Input material:
use crate::background::{BackgroundProvider, BackgroundStyle, BackgroundWarning};
use crate::compositor::{composite, keep_mask, Threshold};
use crate::error::{Result, StudioError};
use crate::segmentation::{Mask, SegmentationModel};
use image::RgbImage;
use std::time::{Duration, Instant};

/// Everything the user picked for one photo
#[derive(Debug, Clone, PartialEq)]
pub struct StudioRequest {
    pub style: BackgroundStyle,
    pub threshold: Threshold,
}

/// Outcome of processing one photo
#[derive(Debug, Clone)]
pub struct StudioResult {
    pub original: RgbImage,
    pub mask: Mask,
    pub output: RgbImage,
    pub warnings: Vec<BackgroundWarning>,
    pub timings: StageTimings,
}

#[derive(Debug, Clone, Copy, Default)]
pub struct StageTimings {
    pub segment: Duration,
    pub background: Duration,
    pub composite: Duration,
}

/// Photo -> mask -> background -> composite
///
/// The model and background provider are built once by the caller and
/// borrowed here; nothing else outlives a single `process` call.
pub struct Studio<'a> {
    model: &'a mut dyn SegmentationModel,
    backgrounds: &'a BackgroundProvider,
}

impl<'a> Studio<'a> {
    pub fn new(model: &'a mut dyn SegmentationModel, backgrounds: &'a BackgroundProvider) -> Self {
        Self { model, backgrounds }
    }

    pub fn process(&mut self, photo: RgbImage, request: &StudioRequest) -> Result<StudioResult> {
        let (width, height) = photo.dimensions();
        if width == 0 || height == 0 {
            return Err(StudioError::EmptyImage);
        }
        tracing::info!(
            "Processing {}x{} photo with {} (threshold {:.2})",
            width,
            height,
            request.style,
            request.threshold.value()
        );

        let segment_start = Instant::now();
        let mask = self
            .model
            .segment(&photo)
            .map_err(|e| StudioError::Inference(format!("{:#}", e)))?;
        let segment = segment_start.elapsed();

        let background_start = Instant::now();
        let background = self.backgrounds.resolve(&request.style, &photo)?;
        let background_time = background_start.elapsed();

        let composite_start = Instant::now();
        let output = composite(&photo, &mask, &background.image, request.threshold)?;
        let composite_time = composite_start.elapsed();

        if tracing::enabled!(tracing::Level::DEBUG) {
            let kept = keep_mask(&mask, request.threshold)
                .pixels()
                .filter(|p| p[0] > 0)
                .count();
            tracing::debug!(
                "Kept {:.1}% of the photo",
                100.0 * kept as f64 / (width as f64 * height as f64)
            );
        }

        let timings = StageTimings {
            segment,
            background: background_time,
            composite: composite_time,
        };
        tracing::info!(
            "segment={:.1}ms, background={:.1}ms, composite={:.1}ms",
            timings.segment.as_secs_f64() * 1000.0,
            timings.background.as_secs_f64() * 1000.0,
            timings.composite.as_secs_f64() * 1000.0
        );

        Ok(StudioResult {
            original: photo,
            mask,
            output,
            warnings: background.warning.into_iter().collect(),
            timings,
        })
    }
}

#[cfg(test)]
mod tests {
    use super::*;
    use crate::background::ImageFetcher;
    use image::Rgb;

    /// Treats the left half of every photo as the person
    struct LeftHalfModel;

    impl SegmentationModel for LeftHalfModel {
        fn segment(&mut self, image: &RgbImage) -> anyhow::Result<Mask> {
            let half = image.width() / 2;
            Ok(Mask::from_fn(image.width(), image.height(), |x, _| {
                if x < half {
                    0.9
                } else {
                    0.1
                }
            }))
        }

        fn input_size(&self) -> (u32, u32) {
            (256, 144)
        }
    }

    struct WrongSizeModel;

    impl SegmentationModel for WrongSizeModel {
        fn segment(&mut self, _image: &RgbImage) -> anyhow::Result<Mask> {
            Ok(Mask::from_fn(1, 1, |_, _| 1.0))
        }

        fn input_size(&self) -> (u32, u32) {
            (1, 1)
        }
    }

    struct NoNetwork;

    impl ImageFetcher for NoNetwork {
        fn fetch(&self, _url: &str) -> anyhow::Result<Vec<u8>> {
            anyhow::bail!("network disabled in tests")
        }
    }

    fn request(style: BackgroundStyle) -> StudioRequest {
        StudioRequest {
            style,
            threshold: Threshold::DEFAULT,
        }
    }

    #[test]
    fn green_screen_replaces_right_half() {
        let mut model = LeftHalfModel;
        let provider = BackgroundProvider::new(Box::new(NoNetwork));
        let mut studio = Studio::new(&mut model, &provider);

        let photo = RgbImage::from_pixel(4, 2, Rgb([50, 60, 70]));
        let result = studio
            .process(photo, &request(BackgroundStyle::GreenScreen))
            .unwrap();

        assert_eq!(*result.output.get_pixel(0, 0), Rgb([50, 60, 70]));
        assert_eq!(*result.output.get_pixel(3, 1), Rgb([0, 255, 0]));
        assert!(result.warnings.is_empty());
    }

    #[test]
    fn warnings_are_passed_through() {
        let mut model = LeftHalfModel;
        let provider = BackgroundProvider::new(Box::new(NoNetwork));
        let mut studio = Studio::new(&mut model, &provider);

        let result = studio
            .process(
                RgbImage::new(2, 2),
                &request(BackgroundStyle::Custom { upload: None }),
            )
            .unwrap();
        assert_eq!(result.warnings, vec![BackgroundWarning::MissingCustomUpload]);
    }

    #[test]
    fn model_returning_wrong_size_is_caught() {
        let mut model = WrongSizeModel;
        let provider = BackgroundProvider::new(Box::new(NoNetwork));
        let mut studio = Studio::new(&mut model, &provider);

        let err = studio
            .process(RgbImage::new(3, 3), &request(BackgroundStyle::GreenScreen))
            .unwrap_err();
        assert!(matches!(err, StudioError::DimensionMismatch { what: "mask", .. }));
    }

    #[test]
    fn empty_photo_is_rejected() {
        let mut model = LeftHalfModel;
        let provider = BackgroundProvider::new(Box::new(NoNetwork));
        let mut studio = Studio::new(&mut model, &provider);

        let err = studio
            .process(RgbImage::new(0, 0), &request(BackgroundStyle::GreenScreen))
            .unwrap_err();
        assert!(matches!(err, StudioError::EmptyImage));
    }
}
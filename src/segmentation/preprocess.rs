use super::types::Mask;
use crate::error::{Result, StudioError};
use image::{imageops, ImageBuffer, Luma, RgbImage};
use ndarray::{Array4, ArrayViewD};

/// Memory layout of the model's image tensor
#[derive(Debug, Clone, Copy, PartialEq, Eq, Default, clap::ValueEnum)]
pub enum TensorLayout {
    /// [1, height, width, 3]
    #[default]
    Nhwc,
    /// [1, 3, height, width]
    Nchw,
}

/// Preprocessor for converting RGB images to model input tensors
pub struct Preprocessor {
    target_width: u32,
    target_height: u32,
    layout: TensorLayout,
}

impl Preprocessor {
    pub fn new(target_width: u32, target_height: u32, layout: TensorLayout) -> Self {
        Self {
            target_width,
            target_height,
            layout,
        }
    }

    /// Preprocess an RGB image into a normalized tensor
    ///
    /// Steps:
    /// 1. Resize to target dimensions
    /// 2. Convert to float and normalize to [0, 1]
    /// 3. Lay out as NHWC or NCHW
    pub fn preprocess(&self, image: &RgbImage) -> Array4<f32> {
        let _span = tracing::debug_span!("preprocess").entered();

        let resized = if image.dimensions() != (self.target_width, self.target_height) {
            imageops::resize(
                image,
                self.target_width,
                self.target_height,
                imageops::FilterType::Lanczos3,
            )
        } else {
            image.clone()
        };

        let (width, height) = resized.dimensions();
        let (h, w) = (height as usize, width as usize);
        let mut tensor = match self.layout {
            TensorLayout::Nhwc => Array4::<f32>::zeros((1, h, w, 3)),
            TensorLayout::Nchw => Array4::<f32>::zeros((1, 3, h, w)),
        };

        for (x, y, pixel) in resized.enumerate_pixels() {
            let (x, y) = (x as usize, y as usize);
            for c in 0..3 {
                let value = pixel[c] as f32 / 255.0;
                match self.layout {
                    TensorLayout::Nhwc => tensor[[0, y, x, c]] = value,
                    TensorLayout::Nchw => tensor[[0, c, y, x]] = value,
                }
            }
        }

        tensor
    }

    /// Pull the person probability map out of a raw model output
    ///
    /// Accepts [h, w], [1, h, w], [1, h, w, C] and [1, C, h, w]. With more than
    /// one channel the last one is taken as the person class.
    pub fn extract_probabilities(output: ArrayViewD<'_, f32>) -> Result<(u32, u32, Vec<f32>)> {
        let shape = output.shape().to_vec();
        let (height, width, channels, channels_last) = match shape.as_slice() {
            [h, w] => (*h, *w, 1, true),
            [1, h, w] => (*h, *w, 1, true),
            [1, c, h, w] if *c <= 2 && *w > 2 => (*h, *w, *c, false),
            [1, h, w, c] if *c <= 2 => (*h, *w, *c, true),
            [1, c, h, w] if *c <= 2 => (*h, *w, *c, false),
            _ => {
                return Err(StudioError::Inference(format!(
                    "unexpected mask shape {:?}",
                    shape
                )))
            }
        };

        let output = output.into_shape_with_order(height * width * channels).map_err(|e| {
            StudioError::Inference(format!("mask tensor is not contiguous: {}", e))
        })?;

        let person = channels - 1;
        let values = (0..height * width)
            .map(|i| {
                if channels_last {
                    output[i * channels + person]
                } else {
                    output[person * height * width + i]
                }
            })
            .collect();

        Ok((width as u32, height as u32, values))
    }

    /// Resize a model-resolution probability map back to the photo size
    pub fn postprocess_mask(
        values: Vec<f32>,
        mask_width: u32,
        mask_height: u32,
        target_width: u32,
        target_height: u32,
    ) -> Result<Mask> {
        let _span = tracing::debug_span!("postprocess").entered();

        if mask_width == target_width && mask_height == target_height {
            return Mask::from_raw(target_width, target_height, values);
        }

        let map: ImageBuffer<Luma<f32>, Vec<f32>> =
            ImageBuffer::from_raw(mask_width, mask_height, values).ok_or_else(|| {
                StudioError::Inference(format!(
                    "probability map does not fill {}x{}",
                    mask_width, mask_height
                ))
            })?;

        let resized = imageops::resize(
            &map,
            target_width,
            target_height,
            imageops::FilterType::Triangle,
        );

        Mask::from_raw(target_width, target_height, resized.into_raw())
    }
}

#[cfg(test)]
mod tests {
    use super::*;
    use image::Rgb;
    use ndarray::{Array, IxDyn};

    #[test]
    fn nhwc_tensor_is_normalized() {
        let image = RgbImage::from_pixel(4, 2, Rgb([255, 0, 51]));
        let tensor = Preprocessor::new(4, 2, TensorLayout::Nhwc).preprocess(&image);

        assert_eq!(tensor.shape(), &[1, 2, 4, 3]);
        assert_eq!(tensor[[0, 1, 3, 0]], 1.0);
        assert_eq!(tensor[[0, 1, 3, 1]], 0.0);
        assert!((tensor[[0, 1, 3, 2]] - 0.2).abs() < 1e-6);
    }

    #[test]
    fn nchw_tensor_resizes_to_model_input() {
        let image = RgbImage::from_pixel(10, 10, Rgb([0, 255, 0]));
        let tensor = Preprocessor::new(8, 4, TensorLayout::Nchw).preprocess(&image);

        assert_eq!(tensor.shape(), &[1, 3, 4, 8]);
        assert!((tensor[[0, 1, 2, 2]] - 1.0).abs() < 1e-3);
    }

    #[test]
    fn extracts_single_channel_nhwc() {
        let output = Array::from_shape_vec(IxDyn(&[1, 2, 3, 1]), vec![0.0, 0.1, 0.2, 0.3, 0.4, 0.5])
            .unwrap();
        let (w, h, values) = Preprocessor::extract_probabilities(output.view()).unwrap();

        assert_eq!((w, h), (3, 2));
        assert_eq!(values, vec![0.0, 0.1, 0.2, 0.3, 0.4, 0.5]);
    }

    #[test]
    fn takes_person_channel_from_two_class_nchw() {
        let output = Array::from_shape_vec(
            IxDyn(&[1, 2, 1, 3]),
            vec![0.9, 0.8, 0.7, 0.1, 0.2, 0.3],
        )
        .unwrap();
        let (w, h, values) = Preprocessor::extract_probabilities(output.view()).unwrap();

        assert_eq!((w, h), (3, 1));
        assert_eq!(values, vec![0.1, 0.2, 0.3]);
    }

    #[test]
    fn rejects_unknown_shape() {
        let output = Array::from_shape_vec(IxDyn(&[2, 1, 1, 1]), vec![0.0, 0.0]).unwrap();
        assert!(Preprocessor::extract_probabilities(output.view()).is_err());
    }

    #[test]
    fn postprocess_scales_to_photo_size() {
        let mask = Preprocessor::postprocess_mask(vec![1.0; 4], 2, 2, 6, 5).unwrap();

        assert_eq!(mask.dimensions(), (6, 5));
        assert!(mask.values().iter().all(|v| (*v - 1.0).abs() < 1e-5));
    }
}
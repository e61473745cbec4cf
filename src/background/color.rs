use crate::error::{Result, StudioError};
use image::Rgb;

/// Parse `#RRGGBB`, `RRGGBB` or `#RGB` into an RGB color
pub fn parse_hex_color(input: &str) -> Result<Rgb<u8>> {
    let invalid = || StudioError::InvalidColor(input.to_string());
    let hex = input.trim().trim_start_matches('#');

    if !hex.chars().all(|c| c.is_ascii_hexdigit()) {
        return Err(invalid());
    }

    let channel = |s: &str| u8::from_str_radix(s, 16).map_err(|_| invalid());

    match hex.len() {
        6 => Ok(Rgb([
            channel(&hex[0..2])?,
            channel(&hex[2..4])?,
            channel(&hex[4..6])?,
        ])),
        3 => {
            let expand = |i: usize| channel(&hex[i..i + 1]).map(|v| v * 17);
            Ok(Rgb([expand(0)?, expand(1)?, expand(2)?]))
        }
        _ => Err(invalid()),
    }
}

#[cfg(test)]
mod tests {
    use super::*;

    #[test]
    fn parses_full_hex() {
        assert_eq!(parse_hex_color("#00FF00").unwrap(), Rgb([0, 255, 0]));
        assert_eq!(parse_hex_color("1a2B3c").unwrap(), Rgb([0x1a, 0x2b, 0x3c]));
    }

    #[test]
    fn parses_short_hex() {
        assert_eq!(parse_hex_color("#f80").unwrap(), Rgb([255, 136, 0]));
    }

    #[test]
    fn rejects_garbage() {
        for bad in ["", "#12345", "#GG0000", "#+1+2+3", "#0000000"] {
            assert!(parse_hex_color(bad).is_err(), "{bad} should be rejected");
        }
    }
}
use thiserror::Error;
use tracing::debug;

use crate::CellOffset;
use crate::ViewOffset;
use crate::brush::BrushError;
use crate::brush::Brushes;
use crate::cell::Cell;
use crate::config::Limits;
use crate::events::Command;
use crate::viewport::Viewport;
use crate::viewport::ViewportError;
use crate::world::RunState;
use crate::world::World;

#[derive(Debug, Error, PartialEq, Eq)]
pub enum SimulationError {
    #[error(transparent)]
    Brush(#[from] BrushError),

    #[error(transparent)]
    Viewport(#[from] ViewportError),
}

/// Everything the editor works on: the world, the brush slots and the viewport.
///
/// There is exactly one writer; every command runs to completion before the next.
pub struct Simulation {
    world: World,
    brushes: Brushes,
    viewport: Viewport,
}

impl Default for Simulation {
    fn default() -> Self {
        Self::new(Limits::default())
    }
}

impl Simulation {
    pub fn new(limits: Limits) -> Self {
        Self {
            world: World::with_capacity(limits.active_cells),
            brushes: Brushes::with_capacity(limits.brush_cells),
            viewport: Viewport::default(),
        }
    }

    pub fn apply(&mut self, command: Command) -> Result<(), SimulationError> {
        match command {
            Command::PlaceCell { x, y } => {
                self.place_cell(x, y);
            }
            Command::KillCell { x, y } => {
                self.kill_cell(x, y);
            }
            Command::ToggleRunning => {
                self.toggle_running();
            }
            Command::AdvanceGeneration => self.advance_generation(),
            Command::CaptureBrush {
                slot,
                x,
                y,
                width,
                height,
            } => self.capture_brush(slot, x, y, width, height)?,
            Command::StampBrush { slot, x, y } => self.stamp_brush(slot, x, y)?,
            Command::SetViewport { pan_x, pan_y, zoom } => self.set_viewport(pan_x, pan_y, zoom)?,
        }

        Ok(())
    }

    pub fn place_cell(&mut self, x: CellOffset, y: CellOffset) -> bool {
        self.world.place(x, y)
    }

    pub fn kill_cell(&mut self, x: CellOffset, y: CellOffset) -> bool {
        self.world.kill(x, y)
    }

    pub fn toggle_running(&mut self) -> RunState {
        self.world.toggle_running()
    }

    pub fn advance_generation(&mut self) {
        self.world.advance();
    }

    /// Advance one generation if running. Called once per frame.
    pub fn tick(&mut self) -> bool {
        self.world.tick()
    }

    pub fn capture_brush(
        &mut self,
        slot: usize,
        x: CellOffset,
        y: CellOffset,
        width: u16,
        height: u16,
    ) -> Result<(), SimulationError> {
        let brush = self.brushes.get_mut(slot)?;
        brush.capture(Cell::new(x, y), width, height, self.world.cells());

        debug!(slot, cells = brush.len(), "brush captured");

        Ok(())
    }

    pub fn stamp_brush(
        &mut self,
        slot: usize,
        x: CellOffset,
        y: CellOffset,
    ) -> Result<(), SimulationError> {
        let brush = self.brushes.get(slot)?;
        brush.stamp(Cell::new(x, y), self.world.cells_mut());

        Ok(())
    }

    /// Replace the viewport. On error the previous viewport is kept.
    pub fn set_viewport(
        &mut self,
        pan_x: CellOffset,
        pan_y: CellOffset,
        zoom: ViewOffset,
    ) -> Result<(), SimulationError> {
        self.viewport = Viewport::new(pan_x, pan_y, zoom)?;

        Ok(())
    }

    pub fn is_alive(&self, x: CellOffset, y: CellOffset) -> bool {
        self.world.is_alive(x, y)
    }

    pub fn alive_cells(&self) -> impl Iterator<Item = Cell> + '_ {
        self.world.iter()
    }

    pub fn sim_to_view(&self, x: CellOffset, y: CellOffset) -> (ViewOffset, ViewOffset) {
        self.viewport.sim_to_view(x, y)
    }

    pub fn view_to_sim(&self, vx: ViewOffset, vy: ViewOffset) -> (CellOffset, CellOffset) {
        self.viewport.view_to_sim(vx, vy)
    }

    pub fn viewport(&self) -> &Viewport {
        &self.viewport
    }

    pub fn viewport_mut(&mut self) -> &mut Viewport {
        &mut self.viewport
    }

    pub fn world(&self) -> &World {
        &self.world
    }

    pub fn world_mut(&mut self) -> &mut World {
        &mut self.world
    }

    pub fn brushes(&self) -> &Brushes {
        &self.brushes
    }

    pub fn brushes_mut(&mut self) -> &mut Brushes {
        &mut self.brushes
    }

    pub fn population(&self) -> usize {
        self.world.population()
    }

    pub fn generation(&self) -> u64 {
        self.world.generation()
    }

    pub fn run_state(&self) -> RunState {
        self.world.state()
    }
}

Your objective: Each line of the data that includes "BackgroundStyle" counts once; say how many there are, giving nothing but the number.

Completed exercise: 7